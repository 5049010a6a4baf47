//! Single-key reordering for Ordinal.
//!
//! Moving one entity in a persistently ordered collection rewrites exactly
//! one sort key. The pipeline runs strictly downward:
//!
//! 1. [`resolve_neighbors`] checks the request against the snapshot and
//!    yields a [`NeighborDescriptor`]
//! 2. [`bisect`] splits the remaining entities around the target's new
//!    position into a [`Bisection`]
//! 3. a [`SortKeyProvider`](ordinal_keys::SortKeyProvider) generates a key
//!    between the last "before" and the first "after"
//! 4. a [`SortKeyStore`] commits that one key
//!
//! Every step before the commit is pure: it reads the caller's snapshot and
//! never mutates it. A failure anywhere aborts before anything is written.
//!
//! Nothing here serializes two reorders aimed at the same gap. The store is
//! expected to hold a lock, transaction, or version check from the snapshot
//! read through the commit.

mod bisector;
mod config;
mod orchestrator;
mod resolver;
mod store;

pub use bisector::{Bisection, bisect};
pub use config::ReorderConfig;
pub use orchestrator::{ReorderError, ReorderPlan, Reorderer, reorder};
pub use resolver::{Located, NeighborDescriptor, resolve_neighbors, without_target};
pub use store::SortKeyStore;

· · · · ·

Task description
Extract exactly the leading lines of the data, stopping at and including the line with "caller's snapshot and".

Answer area
repository 5049010a6a4baf47
//! Single-key reordering for Ordinal.
//!
//! Moving one entity in a persistently ordered collection rewrites exactly
//! one sort key. The pipeline runs strictly downward:
//!
//! 1. [`resolve_neighbors`] checks the request against the snapshot and
//!    yields a [`NeighborDescriptor`]
//! 2. [`bisect`] splits the remaining entities around the target's new
//!    position into a [`Bisection`]
//! 3. a [`SortKeyProvider`](ordinal_keys::SortKeyProvider) generates a key
//!    between the last "before" and the first "after"
//! 4. a [`SortKeyStore`] commits that one key
//!
//! Every step before the commit is pure: it reads the caller's snapshot and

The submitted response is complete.